6. **Rapatriement des personnes déplacées** : Facilitation du retour en toute sécurité de près de 300,000 135,000 civils déplacés, dont 140,000 XNUMX Cambodgiens et XNUMX XNUMX Thaïlandais.
7. **Aide humanitaire** : Efforts coordonnés pour fournir une aide aux communautés touchées et rapatrier les blessés et les morts.
8. **Pas de renforts de troupes** : Les deux parties conviennent de s’abstenir de déplacer ou de renforcer des troupes d’une manière qui pourrait être mal interprétée.
9. **Équipes de coordination locales** : Création d’équipes conjointes pour gérer la mise en œuvre du cessez-le-feu à la frontière.
10. **Mécanisme de vérification et de rapport** : Les ministres de la Défense et des Affaires étrangères des deux pays, aux côtés de la Malaisie, élaboreront un cadre détaillé pour la surveillance du cessez-le-feu.
11. **Rétablissement des relations bilatérales** : Mesures visant à normaliser les relations commerciales, les voyages et les relations diplomatiques, perturbées par la dégradation des relations du Cambodge et les restrictions frontalières de la Thaïlande.
12. **Enquête sur les violations** : Toute violation signalée, comme l’affirmation de la Thaïlande selon laquelle des attaques cambodgiennes ont eu lieu après le cessez-le-feu, fera l’objet d’une enquête conjointe.
13. **Engagement en faveur d’une paix à long terme** : Les deux nations s’engagent à résoudre les problèmes frontaliers sous-jacents par le dialogue, en respectant les décisions historiques comme la décision de la Cour internationale de justice de 1962 attribuant Preah Vihear au Cambodge.

Cet accord faisait suite à une intense pression internationale, notamment de la part du président américain Donald Trump, qui a menacé de suspendre les négociations tarifaires avec les deux pays si les combats ne cessaient pas.
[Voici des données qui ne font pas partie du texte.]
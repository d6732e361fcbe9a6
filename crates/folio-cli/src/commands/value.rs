//! Value command implementation.

use std::path::PathBuf;

use anyhow::Result;
use clap::Args;
use colored::Colorize;
use folio_valuation::{value_company, FinancialSnapshot, ValuationSummary};
use serde::Serialize;
use tabled::Tabled;

use crate::cli::OutputFormat;
use crate::commands::percent_arg;
use crate::config::CliConfig;
use crate::error::CliError;
use crate::output::{print_header, print_json, print_output, KeyValue};

/// Arguments for the value command.
#[derive(Args, Debug)]
pub struct ValueArgs {
    /// Financial statements (JSON)
    #[arg(long)]
    pub financials: PathBuf,

    /// Current market price, for the upside figure
    #[arg(long)]
    pub price: Option<f64>,

    /// Discount rate in percent (e.g. 9 for 9%)
    #[arg(long, allow_hyphen_values = true)]
    pub discount_rate: Option<f64>,

    /// Cash flow growth rate in percent
    #[arg(long, allow_hyphen_values = true)]
    pub growth: Option<f64>,

    /// Terminal growth rate in percent
    #[arg(long, allow_hyphen_values = true)]
    pub terminal_growth: Option<f64>,

    /// Dividend growth rate in percent
    #[arg(long, allow_hyphen_values = true)]
    pub dividend_growth: Option<f64>,

    /// Reference price/earnings multiple
    #[arg(long)]
    pub pe: Option<f64>,
}

#[derive(Debug, Serialize, Tabled)]
struct EstimateRow {
    #[tabled(rename = "Model")]
    model: String,
    #[tabled(rename = "Fair Value")]
    fair_value: String,
    #[tabled(rename = "Note")]
    note: String,
}

#[derive(Serialize)]
struct ValueOutput<'a> {
    symbol: Option<&'a str>,
    price: Option<f64>,
    upside_pct: Option<f64>,
    #[serde(flatten)]
    summary: &'a ValuationSummary,
}

/// Execute the value command.
pub fn execute(args: ValueArgs, config: &CliConfig, format: OutputFormat) -> Result<()> {
    if let Some(price) = args.price {
        if price <= 0.0 || !price.is_finite() {
            return Err(CliError::InvalidPrice(price).into());
        }
    }

    let mut assumptions = config.valuation.clone();
    if let Some(rate) = args.discount_rate {
        assumptions = assumptions.with_discount_rate(percent_arg(rate)?);
    }
    if let Some(rate) = args.growth {
        assumptions = assumptions.with_growth_rate(percent_arg(rate)?);
    }
    if let Some(rate) = args.terminal_growth {
        assumptions = assumptions.with_terminal_growth_rate(percent_arg(rate)?);
    }
    if let Some(rate) = args.dividend_growth {
        assumptions = assumptions.with_dividend_growth_rate(percent_arg(rate)?);
    }
    if let Some(pe) = args.pe {
        assumptions = assumptions.with_reference_pe(pe);
    }

    let content = std::fs::read_to_string(&args.financials)
        .map_err(|e| CliError::input(&args.financials, e))?;
    let snapshot: FinancialSnapshot =
        serde_json::from_str(&content).map_err(|e| CliError::input(&args.financials, e))?;

    let summary = value_company(&snapshot, &assumptions);
    let upside = args.price.and_then(|p| summary.upside_pct(p));

    match format {
        OutputFormat::Json => print_json(&ValueOutput {
            symbol: snapshot.symbol.as_deref(),
            price: args.price,
            upside_pct: upside,
            summary: &summary,
        })?,
        OutputFormat::Csv => print_output(&estimate_rows(&summary), format)?,
        OutputFormat::Table => {
            print_header(&format!(
                "Fair Value: {}",
                snapshot.symbol.as_deref().unwrap_or("company")
            ));
            print_output(&estimate_rows(&summary), format)?;

            let mut totals = vec![KeyValue::new(
                "Average Fair Value",
                summary
                    .average_fair_value
                    .map_or_else(|| "n/a".to_string(), |v| format!("{:.2}", v)),
            )];
            if let Some(price) = args.price {
                totals.push(KeyValue::new("Market Price", format!("{:.2}", price)));
                totals.push(KeyValue::new(
                    "Upside",
                    upside.map_or_else(
                        || "n/a".to_string(),
                        |u| {
                            let text = format!("{:+.2}%", u);
                            if u >= 0.0 {
                                text.green().to_string()
                            } else {
                                text.red().to_string()
                            }
                        },
                    ),
                ));
            }
            print_output(&totals, format)?;
        }
    }

    Ok(())
}

fn estimate_rows(summary: &ValuationSummary) -> Vec<EstimateRow> {
    summary
        .estimates
        .iter()
        .map(|e| EstimateRow {
            model: e.model.label().to_string(),
            fair_value: e
                .fair_value_per_share
                .map_or_else(|| "n/a".to_string(), |v| format!("{:.2}", v)),
            note: match (&e.unavailable_reason, e.is_usable()) {
                (Some(reason), _) => reason.clone(),
                (None, false) => "not positive, excluded from average".to_string(),
                (None, true) => String::new(),
            },
        })
        .collect()
}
Cet effet de levier, combiné à la médiation de la Malaisie et au soutien de la Chine, a poussé la Thaïlande, initialement réticente à la médiation d'une tierce partie, à s'engager à la table des négociations. Le Premier ministre cambodgien Hun Manet a qualifié les négociations de « très fructueuses » visant à mettre fin immédiatement aux combats, tandis que le Premier ministre thaïlandais par intérim Phumtham Wechayachai a affirmé l'engagement de la Thaïlande en faveur de la paix « de bonne foi ».
Malgré la trêve, des difficultés subsistent. La Thaïlande a accusé le Cambodge d'avoir violé le cessez-le-feu peu après son entrée en vigueur, dénonçant des « attaques aveugles » dans la nuit du 28 juillet. Le Cambodge a nié ces accusations, affirmant respecter scrupuleusement l'accord. Les tensions persistent en raison d'une profonde méfiance, de sentiments nationalistes et de conflits frontaliers non résolus, les deux pays utilisant des cartes différentes pour délimiter la frontière. L'analyste Tita Sanglee de l'ISEAS-Yusof Ishak Institute a qualifié le cessez-le-feu de « fragile », soulignant que le rétablissement de la confiance nécessitera du temps et des efforts soutenus.
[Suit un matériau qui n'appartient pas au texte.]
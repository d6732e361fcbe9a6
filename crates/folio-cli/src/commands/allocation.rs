//! Allocation command implementation.

use anyhow::Result;
use clap::{Args, ValueEnum};
use folio_portfolio::{
    bucket_by_country, bucket_by_currency, bucket_by_rating, bucket_by_sector, Distribution,
};
use serde::Serialize;
use tabled::Tabled;

use crate::cli::OutputFormat;
use crate::commands::PortfolioInput;
use crate::config::CliConfig;
use crate::output::{print_header, print_output};

/// Arguments for the allocation command.
#[derive(Args, Debug)]
pub struct AllocationArgs {
    #[command(flatten)]
    pub input: PortfolioInput,

    /// Classification to group by
    #[arg(long, value_enum, default_value = "sector")]
    pub by: GroupBy,
}

/// Classification dimension.
#[derive(Debug, Clone, Copy, PartialEq, Eq, ValueEnum)]
pub enum GroupBy {
    /// Industry sector
    Sector,
    /// Country
    Country,
    /// Trading currency
    Currency,
    /// Credit or analyst rating
    Rating,
}

impl GroupBy {
    fn title(self) -> &'static str {
        match self {
            Self::Sector => "Allocation by Sector",
            Self::Country => "Allocation by Country",
            Self::Currency => "Allocation by Currency",
            Self::Rating => "Allocation by Rating",
        }
    }
}

#[derive(Debug, Serialize, Tabled)]
struct BucketRow {
    #[tabled(rename = "Category")]
    category: String,
    #[tabled(rename = "Value")]
    value: String,
    #[tabled(rename = "Weight %")]
    weight_pct: String,
    #[tabled(rename = "Holdings")]
    count: usize,
}

/// Execute the allocation command.
pub async fn execute(args: AllocationArgs, config: &CliConfig, format: OutputFormat) -> Result<()> {
    let (holdings, fx) = super::load_holdings(&args.input, config).await?;
    let analytics = &config.analytics;

    let distribution = match args.by {
        GroupBy::Sector => bucket_by_sector(&holdings, &fx, analytics),
        GroupBy::Country => bucket_by_country(&holdings, &fx, analytics),
        GroupBy::Currency => bucket_by_currency(&holdings, &fx, analytics),
        GroupBy::Rating => bucket_by_rating(&holdings, &fx, analytics),
    };

    let rows = rows(&distribution);
    if format == OutputFormat::Table {
        print_header(args.by.title());
    }
    print_output(&rows, format)
}

/// Positive buckets, largest first.
fn rows(distribution: &Distribution) -> Vec<BucketRow> {
    distribution
        .sorted_by_value()
        .into_iter()
        .filter(|b| b.total_value > 0.0)
        .map(|b| BucketRow {
            category: b.category.clone(),
            value: format!("{:.2}", b.total_value),
            weight_pct: format!("{:.2}", b.weight_pct),
            count: b.count,
        })
        .collect()
}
Le conflit a également tendu les liens sociaux, la montée du sentiment anti-cambodgien en Thaïlande ayant incité des milliers de travailleurs migrants cambodgiens à rentrer chez eux. Les habitants des deux camps, comme l'agriculteur cambodgien Phum Sokhorn, ont exprimé leur soulagement, mais ont souligné l'urgence de la stabilité pour un retour à la normale.
Alors que les commandants militaires se réunissaient le 29 juillet pour renforcer le cessez-le-feu, des rapports en provenance de la frontière faisaient état d'une accalmie dans les combats, aucune explosion n'ayant été entendue dans la province cambodgienne d'Oddar Meanchey ni dans celle de Trat en Thaïlande. La communauté internationale, notamment les Nations Unies, a exhorté les deux pays à respecter pleinement l'accord afin d'éviter toute nouvelle escalade.

Le succès du plan en 13 points repose sur une coopération soutenue et un suivi international. Si le cessez-le-feu offre un espoir de paix, le profond conflit frontalier et les récentes violences montrent la nécessité de solutions diplomatiques à long terme pour garantir la stabilité dans la région.




Pour la version originale de cet article, veuillez visiter Les nouvelles de Pattaya.